Lambda handles core logic:
- Validate incoming data format
- Write Metadata to DynamoDB
- Upload audio files to S3
Lambda scales automatically with concurrent requests — bursts from many devices are absorbed smoothly.
CI/CD Full Automation
CI (Continuous Integration) — GitHub Actions Every Git push triggers automatically:
- Unit tests + integration tests
- Docker image build and push to AWS ECR
- Test reports and lint checks
CD (Continuous Deployment) — Automated
- Backend Lambda: automatically deployed after tests pass, zero-downtime update
- Frontend Vue.js: automatically built and synced to S3; CloudFront cache invalidated
Once code is merged, the system handles testing, building, and deployment automatically — no manual intervention from operations.

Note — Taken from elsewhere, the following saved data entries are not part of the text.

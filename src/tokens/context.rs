//! Contextual tokens
//!
//! Each variant is one kind-specific lookup derived from an item's context
//! value. The variant in use is chosen by the run's target.

use log::debug;

use crate::item::RenameTarget;

use super::token::Token;

/// Kind-specific token lookup
#[derive(Debug, Clone, Copy, PartialEq, Eq)]
pub enum ContextTokens {
    /// No contextual tokens
    None,
    /// `<colour space>` from the item's colour space
    ColourSpace,
    /// `<shot name>` from the item's shot name
    ShotName,
}

impl ContextTokens {
    /// Computes this lookup's tokens for one item
    ///
    /// A failed lookup logs and yields an empty value instead of an error.
    pub fn lookup(&self, item: &dyn RenameTarget) -> Vec<Token> {
        let (display_name, placeholder) = match self {
            ContextTokens::None => return Vec::new(),
            ContextTokens::ColourSpace => ("Colour Space", "<colour space>"),
            ContextTokens::ShotName => ("Shot Name", "<shot name>"),
        };

        let value = match item.context_value() {
            Ok(value) => value,
            Err(e) => {
                debug!("No {display_name} for '{}': {e}", item.name());
                None
            }
        };

        vec![Token::new(display_name, placeholder, value)]
    }
}
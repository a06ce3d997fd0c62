//! Item data structures
//!
//! This module contains the kind tag and the trait hosts implement for
//! every item they hand to a rename run.

use std::fmt;

use serde::{Deserialize, Serialize};

use crate::errors::Result;

/// Category of a renameable item
#[derive(Serialize, Deserialize, Debug, Clone, Copy, PartialEq, Eq, Hash)]
#[serde(rename_all = "snake_case")]
pub enum ItemKind {
    Workspace,
    Library,
    Desktop,
    ReelGroup,
    Reel,
    Folder,
    Sequence,
    Clip,
    Segment,
    Transition,
}

impl fmt::Display for ItemKind {
    fn fmt(&self, f: &mut fmt::Formatter<'_>) -> fmt::Result {
        let label = match self {
            ItemKind::Workspace => "workspace",
            ItemKind::Library => "library",
            ItemKind::Desktop => "desktop",
            ItemKind::ReelGroup => "reel group",
            ItemKind::Reel => "reel",
            ItemKind::Folder => "folder",
            ItemKind::Sequence => "sequence",
            ItemKind::Clip => "clip",
            ItemKind::Segment => "segment",
            ItemKind::Transition => "transition",
        };
        write!(f, "{label}")
    }
}

/// Read/write view of one item owned by the host
///
/// The engine only borrows items for the length of one run and never
/// renames them before the run is confirmed.
pub trait RenameTarget {
    /// The item's current name
    fn name(&self) -> String;

    /// Give the item a new name
    ///
    /// # Errors
    /// Hosts return a mutation error when they refuse the new name.
    fn set_name(&mut self, name: &str) -> Result<()>;

    /// The item's category
    fn kind(&self) -> ItemKind;

    /// Kind-specific attribute used for contextual tokens (colour space, shot name, ...)
    ///
    /// # Errors
    /// A failed lookup is not fatal; the token resolver turns it into an empty value.
    fn context_value(&self) -> Result<Option<String>>;
}

#[cfg(test)]
mod tests {
    use super::*;

    #[test]
    fn test_item_kind_serde_names() {
        let kind: ItemKind = serde_yaml::from_str("reel_group").unwrap();
        assert_eq!(kind, ItemKind::ReelGroup);

        let text = serde_yaml::to_string(&ItemKind::Transition).unwrap();
        assert_eq!(text.trim(), "transition");
    }

    #[test]
    fn test_item_kind_display() {
        assert_eq!(ItemKind::ReelGroup.to_string(), "reel group");
        assert_eq!(ItemKind::Clip.to_string(), "clip");
    }
}
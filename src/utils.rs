use std::path::{Path, PathBuf};

use directories::ProjectDirs;

use crate::constants::{APPLICATION, ORGANIZATION, QUALIFIER};
use crate::errors::{Result, generic_error};

/// Locate the per-user project directories
///
/// Nothing is created on disk here; callers that write into the
/// configuration directory create it when they first save.
pub(crate) fn find_project_folder() -> Result<ProjectDirs> {
    ProjectDirs::from(QUALIFIER, ORGANIZATION, APPLICATION)
        .ok_or_else(|| generic_error("Failed to determine project directories"))
}

/// The per-user configuration directory
pub fn config_dir() -> Result<PathBuf> {
    Ok(find_project_folder()?.config_dir().to_path_buf())
}

#[cfg(unix)]
pub(crate) fn is_hidden_file(path: &Path) -> bool {
    path.file_name()
        .and_then(|name| name.to_str())
        .is_some_and(|name| name.starts_with('.'))
}

#[cfg(windows)]
pub(crate) fn is_hidden_file(path: &Path) -> bool {
    use std::os::windows::fs::MetadataExt;

    if let Ok(metadata) = path.metadata() {
        metadata.file_attributes() & 0x2 != 0 // FILE_ATTRIBUTE_HIDDEN
    } else {
        false
    }
}

#[cfg(test)]
mod tests {
    use super::*;

    #[cfg(unix)]
    #[test]
    fn test_is_hidden_file() {
        assert!(is_hidden_file(Path::new("/tmp/.hidden")));
        assert!(!is_hidden_file(Path::new("/tmp/visible.txt")));
    }
}
//! Workflow module
//!
//! This module contains components for orchestrating the workflow steps.

mod context;
mod engine;

pub use context::{Action, PlannedRename, RunOptions, WorkflowContext, WorkflowStats};
pub use engine::execute;
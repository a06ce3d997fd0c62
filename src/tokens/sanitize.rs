use once_cell::sync::Lazy;
use regex::Regex;

use crate::constants::ILLEGAL_NAME_CHARACTERS;

/// Replaces characters the host refuses in names with an underscore
///
/// Only this fixed set is touched: `` ` | / \ + * ' ; ``.
pub fn sanitize_replace(replace: &str) -> String {
    static ILLEGAL_RE: Lazy<Regex> = Lazy::new(|| {
        let class: String = ILLEGAL_NAME_CHARACTERS
            .iter()
            .map(|c| regex::escape(&c.to_string()))
            .collect();
        Regex::new(&format!("[{class}]"))
            .expect("Failed to compile regex pattern for sanitize_replace")
    });
    ILLEGAL_RE.replace_all(replace, "_").into_owned()
}
//! Preset data structures
//!
//! The preset file nests the records under the script identity and version:
//!
//! ```yaml
//! settings:
//!   script_name:
//!     title: Find and Replace in Name Advance
//!     version:
//!       number: 0.1.0
//!       presets:
//!         - name: Version Up
//!           find: v1
//!           replace: v2
//! ```

use serde::{Deserialize, Deserializer, Serialize};

use crate::constants::{TITLE, VERSION};

/// A named (find, replace) pair
#[derive(Serialize, Deserialize, Debug, Clone, PartialEq, Eq)]
pub struct Preset {
    #[serde(default, deserialize_with = "null_as_empty")]
    pub name: String,
    #[serde(default, deserialize_with = "null_as_empty")]
    pub find: String,
    #[serde(default, deserialize_with = "null_as_empty")]
    pub replace: String,
}

impl Preset {
    pub fn new(name: &str, find: &str, replace: &str) -> Self {
        Preset {
            name: name.to_string(),
            find: find.to_string(),
            replace: replace.to_string(),
        }
    }
}

/// Root of the preset file
#[derive(Serialize, Deserialize, Debug, Clone, PartialEq)]
pub struct PresetDocument {
    pub settings: Settings,
}

#[derive(Serialize, Deserialize, Debug, Clone, PartialEq)]
pub struct Settings {
    pub script_name: ScriptName,
}

/// Script identity
#[derive(Serialize, Deserialize, Debug, Clone, PartialEq)]
pub struct ScriptName {
    #[serde(default, deserialize_with = "null_as_empty")]
    pub title: String,
    pub version: ScriptVersion,
}

#[derive(Serialize, Deserialize, Debug, Clone, PartialEq)]
pub struct ScriptVersion {
    #[serde(default, deserialize_with = "null_as_empty")]
    pub number: String,
    #[serde(default, deserialize_with = "null_as_empty_list")]
    pub presets: Vec<Preset>,
}

impl Default for PresetDocument {
    /// An empty document stamped with this tool's title and version
    fn default() -> Self {
        PresetDocument {
            settings: Settings {
                script_name: ScriptName {
                    title: TITLE.to_string(),
                    version: ScriptVersion {
                        number: VERSION.to_string(),
                        presets: Vec::new(),
                    },
                },
            },
        }
    }
}

impl PresetDocument {
    pub fn presets(&self) -> &[Preset] {
        &self.settings.script_name.version.presets
    }

    pub fn presets_mut(&mut self) -> &mut Vec<Preset> {
        &mut self.settings.script_name.version.presets
    }
}

/// Reads a missing or null text field as an empty string
fn null_as_empty<'de, D>(deserializer: D) -> Result<String, D::Error>
where
    D: Deserializer<'de>,
{
    Ok(Option::<String>::deserialize(deserializer)?.unwrap_or_default())
}

/// Reads an empty `presets:` container as no presets
fn null_as_empty_list<'de, D>(deserializer: D) -> Result<Vec<Preset>, D::Error>
where
    D: Deserializer<'de>,
{
    Ok(Option::<Vec<Preset>>::deserialize(deserializer)?.unwrap_or_default())
}
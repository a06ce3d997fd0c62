//! Configuration data structures
//!
//! This module contains the data structures for configuration.

use std::path::PathBuf;

use anyhow::{Result, anyhow};
use serde::{Deserialize, Serialize};

use crate::pattern::WildcardMode;
use crate::presets::PresetStore;

/// Configuration for namesmith
///
/// Every field is optional; an absent configuration file means all defaults.
#[derive(Serialize, Deserialize, Debug, Clone, Default, PartialEq)]
#[serde(deny_unknown_fields)]
pub struct AppConfig {
    /// Location of the preset file; `~` and environment variables are expanded
    #[serde(default)]
    pub presets_file: Option<String>,
    /// How `*` in find strings is compiled
    #[serde(default)]
    pub wildcard_mode: WildcardMode,
    /// Project name for the `<project>` token
    #[serde(default)]
    pub project: Option<String>,
    /// User name for the `<user>` token
    #[serde(default)]
    pub user: Option<String>,
}

impl AppConfig {
    /// Validates the configuration
    ///
    /// # Errors
    /// Returns an error naming the field when a given value is blank.
    pub fn validate(&self) -> Result<()> {
        let fields = [
            ("presets_file", &self.presets_file),
            ("project", &self.project),
            ("user", &self.user),
        ];
        for (field, value) in fields {
            if let Some(value) = value
                && value.trim().is_empty()
            {
                return Err(anyhow!(
                    "Configuration field '{field}' is empty. Remove it or give it a value."
                ));
            }
        }
        Ok(())
    }

    /// Path of the preset file, expanded
    ///
    /// Falls back to the per-user configuration directory.
    ///
    /// # Errors
    /// Returns an error if an environment variable in the path is not set or
    /// the configuration directory cannot be determined.
    pub fn presets_path(&self) -> Result<PathBuf> {
        match &self.presets_file {
            Some(path) => {
                let expanded = shellexpand::full(path)
                    .map_err(|e| anyhow!("Failed to expand presets_file '{path}': {e}"))?;
                Ok(PathBuf::from(expanded.as_ref()))
            }
            None => Ok(PresetStore::default_path()?),
        }
    }
}
//! Configuration module
//!
//! This module contains components for loading and validating configuration.

mod loader;
mod model;

pub use loader::{default_config_path, load_config, read_or_default};
pub use model::AppConfig;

Key Decision: Pure Serverless
The problem with traditional approaches: EC2 + Load Balancer requires upfront capacity planning. Handling traffic bursts requires manual scaling or complex Auto Scaling configuration.
Serverless advantages:
- Pay-per-request billing — no cost when there's no traffic
- Automatic elastic scaling — no capacity planning required
- No server management — reduced operational complexity
Results
- System stably handles high-frequency uploads from multiple device types without service interruptions
- CI/CD automation significantly reduces deployment risk and operational burden
- Serverless cost model scales proportionally with traffic — no wasted fixed capacity
Takeaway
Architecture decisions should answer "which solution fits the shape of this problem," not "which solution is most advanced." Serverless isn't universal, but for bursty, multi-source device data ingestion, it's genuinely the right tool. Matching the architecture to the workload is how you control both cost and complexity.